FOMC monetary policy remains unchanged - Rabobank

Meantime, the unemployment rate held at 3.7% in October, a half-century low, and wages rose 3.1% on the year, the biggest year-over-year increase since 2009. Its brief statement was almost identical to the one the Fed issued in September.

Fed officials worry that such low unemployment and higher wages could speed up inflation, forcing the central bank to raise rates more aggressively, and tip the economy into recession.

The Fed's meeting came after the Labor Department reported last week that the US economy added a larger-than-expected 250,000 jobs in October, with the unemployment rate unchanged at 3.7 percent, the lowest level in nearly five decades.

Mr McMillian also acknowledged policymakers noted "business investment has moderated", which may be a drag on future growth.

Along with the move Thursday to keep the benchmark rate anchored at its current level, the committee voted to maintain the rate the Fed pays on excess bank reserves at 2.2 percent.

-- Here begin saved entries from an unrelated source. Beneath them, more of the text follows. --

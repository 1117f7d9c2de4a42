//! Thread-pool implementation of [`WorkerBridge`].
//!
//! Requests are queued on a crossbeam channel shared by all workers. Each
//! worker runs the tile pipeline (fetch, decode, and for full detail expand
//! the occupancy and mesh it), checking the task's cancellation flag between
//! stages, and reports back on a result channel. [`WorkerPool::poll`] runs on
//! the owner thread: it hands results to their completers, fails requests
//! whose deadline passed, and replaces crashed workers.

use std::panic::{AssertUnwindSafe, catch_unwind};
use std::sync::Arc;
use std::sync::atomic::{AtomicUsize, Ordering};
use std::time::{Duration, Instant};

use crossbeam_channel::{Receiver, Sender, unbounded};
use dashmap::DashMap;
use tessera_mesh::MeshKernel;
use tessera_voxel::AtlasImage;

use crate::bridge::{Detail, FetchPayload, FetchRequest, FetchResult, WorkerBridge};
use crate::error::FetchError;
use crate::scheduler::{CancelToken, Completer, TaskContext, TaskId};
use crate::source::TileSource;

/// The per-request work done on a worker thread.
pub struct TilePipeline {
    source: Box<dyn TileSource>,
    kernel: Box<dyn MeshKernel>,
    side: usize,
}

impl TilePipeline {
    pub fn new(source: Box<dyn TileSource>, kernel: Box<dyn MeshKernel>, side: usize) -> Self {
        Self {
            source,
            kernel,
            side,
        }
    }

    /// Runs every stage for the request. Returns `None` if the token was
    /// cancelled between stages.
    pub fn process(&self, request: &FetchRequest, cancel: &CancelToken) -> Option<FetchResult> {
        if cancel.is_cancelled() {
            return None;
        }
        let bytes = match self.source.fetch(request.tile) {
            Ok(bytes) => bytes,
            Err(e) => return Some(Err(e)),
        };
        if cancel.is_cancelled() {
            return None;
        }
        let bitmap = match AtlasImage::decode(&bytes) {
            Ok(bitmap) => bitmap,
            Err(e) => return Some(Err(e.into())),
        };
        if request.mode != Detail::Full {
            return Some(Ok(FetchPayload {
                bitmap,
                occupancy: None,
                mesh: None,
                mode: Detail::Image,
            }));
        }
        if cancel.is_cancelled() {
            return None;
        }
        let occupancy = match bitmap.to_occupancy(self.side) {
            Ok(occupancy) => occupancy,
            Err(e) => return Some(Err(e.into())),
        };
        if cancel.is_cancelled() {
            return None;
        }
        let mesh = self.kernel.mesh(&occupancy);
        Some(Ok(FetchPayload {
            bitmap,
            occupancy: Some(occupancy),
            mesh: Some(mesh),
            mode: Detail::Full,
        }))
    }
}

struct Job {
    id: TaskId,
    request: FetchRequest,
    cancel: CancelToken,
}

struct Pending {
    deadline: Instant,
    cancel: CancelToken,
    completer: Completer<FetchResult>,
}

enum WorkerMessage {
    Done { id: TaskId, result: FetchResult },
    Crashed { worker: usize, reason: String },
}

/// Fixed-size pool of fetch workers.
pub struct WorkerPool {
    job_sender: Sender<Job>,
    job_receiver: Receiver<Job>,
    result_sender: Sender<WorkerMessage>,
    result_receiver: Receiver<WorkerMessage>,
    pending: DashMap<TaskId, Pending>,
    pipeline: Arc<TilePipeline>,
    timeout: Duration,
    threads: usize,
    spawned: AtomicUsize,
}

impl WorkerPool {
    /// Starts `threads` workers (0 picks a count from the available cores).
    pub fn new(pipeline: TilePipeline, threads: usize, timeout: Duration) -> std::io::Result<Self> {
        let threads = if threads == 0 {
            let cpus = num_cpus::get().max(2);
            (cpus - 1).max(1)
        } else {
            threads
        };
        let (job_sender, job_receiver) = unbounded();
        let (result_sender, result_receiver) = unbounded();
        let pool = Self {
            job_sender,
            job_receiver,
            result_sender,
            result_receiver,
            pending: DashMap::new(),
            pipeline: Arc::new(pipeline),
            timeout,
            threads,
            spawned: AtomicUsize::new(0),
        };
        for _ in 0..threads {
            pool.spawn_worker()?;
        }
        tracing::info!(threads, ?timeout, "worker pool started");
        Ok(pool)
    }

    fn spawn_worker(&self) -> std::io::Result<()> {
        let worker = self.spawned.fetch_add(1, Ordering::Relaxed);
        let jobs = self.job_receiver.clone();
        let results = self.result_sender.clone();
        let pipeline = Arc::clone(&self.pipeline);

        std::thread::Builder::new()
            .name(format!("tile-worker-{worker}"))
            .spawn(move || {
                while let Ok(job) = jobs.recv() {
                    let outcome = catch_unwind(AssertUnwindSafe(|| {
                        pipeline.process(&job.request, &job.cancel)
                    }));
                    match outcome {
                        Ok(Some(result)) => {
                            let _ = results.send(WorkerMessage::Done { id: job.id, result });
                        }
                        Ok(None) => {}
                        Err(panic) => {
                            let reason = panic
                                .downcast_ref::<&str>()
                                .map(|s| s.to_string())
                                .or_else(|| panic.downcast_ref::<String>().cloned())
                                .unwrap_or_else(|| "unknown panic".to_string());
                            let _ = results.send(WorkerMessage::Crashed { worker, reason });
                            return;
                        }
                    }
                }
            })?;
        Ok(())
    }

    /// Number of worker threads kept alive.
    pub fn threads(&self) -> usize {
        self.threads
    }

    /// Workers spawned so far, including replacements.
    pub fn spawned(&self) -> usize {
        self.spawned.load(Ordering::Relaxed)
    }

    /// Requests handed out and not yet delivered, failed or cancelled.
    pub fn in_flight(&self) -> usize {
        self.pending.len()
    }

    fn fail_all(&self, error: &FetchError) {
        let ids: Vec<TaskId> = self.pending.iter().map(|entry| *entry.key()).collect();
        for id in ids {
            if let Some((_, pending)) = self.pending.remove(&id) {
                pending.cancel.cancel();
                pending.completer.complete(Err(error.clone()));
            }
        }
    }
}

impl WorkerBridge for WorkerPool {
    fn run(&self, request: FetchRequest, ctx: TaskContext<FetchResult>) {
        let id = ctx.id();
        let (cancel, completer) = ctx.into_parts();
        self.pending.insert(
            id,
            Pending {
                deadline: Instant::now() + self.timeout,
                cancel: cancel.clone(),
                completer,
            },
        );
        let job = Job {
            id,
            request,
            cancel,
        };
        if self.job_sender.send(job).is_err()
            && let Some((_, pending)) = self.pending.remove(&id)
        {
            pending
                .completer
                .complete(Err(FetchError::Network("worker pool shut down".into())));
        }
    }

    fn poll(&self) {
        while let Ok(message) = self.result_receiver.try_recv() {
            match message {
                WorkerMessage::Done { id, result } => {
                    if let Some((_, pending)) = self.pending.remove(&id) {
                        pending.completer.complete(result);
                    }
                }
                WorkerMessage::Crashed { worker, reason } => {
                    tracing::warn!(worker, %reason, "tile worker crashed, respawning");
                    if let Err(e) = self.spawn_worker() {
                        tracing::error!("failed to respawn tile worker: {e}");
                    }
                    self.fail_all(&FetchError::WorkerCrashed);
                }
            }
        }

        let now = Instant::now();
        let finished: Vec<(TaskId, bool)> = self
            .pending
            .iter()
            .filter_map(|entry| {
                let p = entry.value();
                if p.cancel.is_cancelled() {
                    Some((*entry.key(), false))
                } else if now >= p.deadline {
                    Some((*entry.key(), true))
                } else {
                    None
                }
            })
            .collect();
        for (id, expired) in finished {
            let Some((_, pending)) = self.pending.remove(&id) else {
                continue;
            };
            if expired {
                tracing::warn!(id, timeout = ?self.timeout, "tile request timed out");
                pending.cancel.cancel();
                pending.completer.complete(Err(FetchError::Timeout(self.timeout)));
            }
        }
    }
}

Analysts will be studying the minutes of this week's meeting, to be released in three weeks, for any insight into economic threats Fed policymakers may see, such as the trade war between the United States and China. Making that change, which is seen as unlikely, would be dovish and suggest the central bank is closer to the end of the rate cycle. "As you know, the stock market can be extremely volatile".

The economy otherwise has been humming along strongly, and the FOMC reiterated its belief that "economic activity has been rising at a strong rate". "We need interest rates to be gradually, very gradually, moving back toward normal".

Michael Pearce, senior US economist with Capital Economics, thinks that would be followed by two more rate hikes in the first half of 2019. For that reason and to avoid confusion, it may prefer waiting until December to make the change to IOER, when it actually raises its main policy target, said Deutsche Bank Securities economist Brett Ryan.

Some officials have indicated the recent pullback could mollify concerns that low volatility and rising asset values have fueled excessive risk-taking.

With November's expected pause in rate hikes behind it, the market now will turn its sights toward December.

The performance of inflation over the next year will be central to determining how their policy path evolves.

According to a statement, the Fed anticipates "further gradual increases" will come alongside economic growth, strong labor market conditions and inflation.

The statement also described job growth as "strong".

As it happens, this week's meeting will be the last that will not include a news conference by the Fed chairman. In an interview with The Wall Street Journal last month, Mr. Trump cited the Fed as the top risk facing the economy.

Fed officials have stressed that their monetary policy decisions will be made without any consideration of politics.

For now, the Fed has sent strong signals it plans to stay the course. "The job of the Fed is to remain focused on the facts of the economy and to be independent of the administration".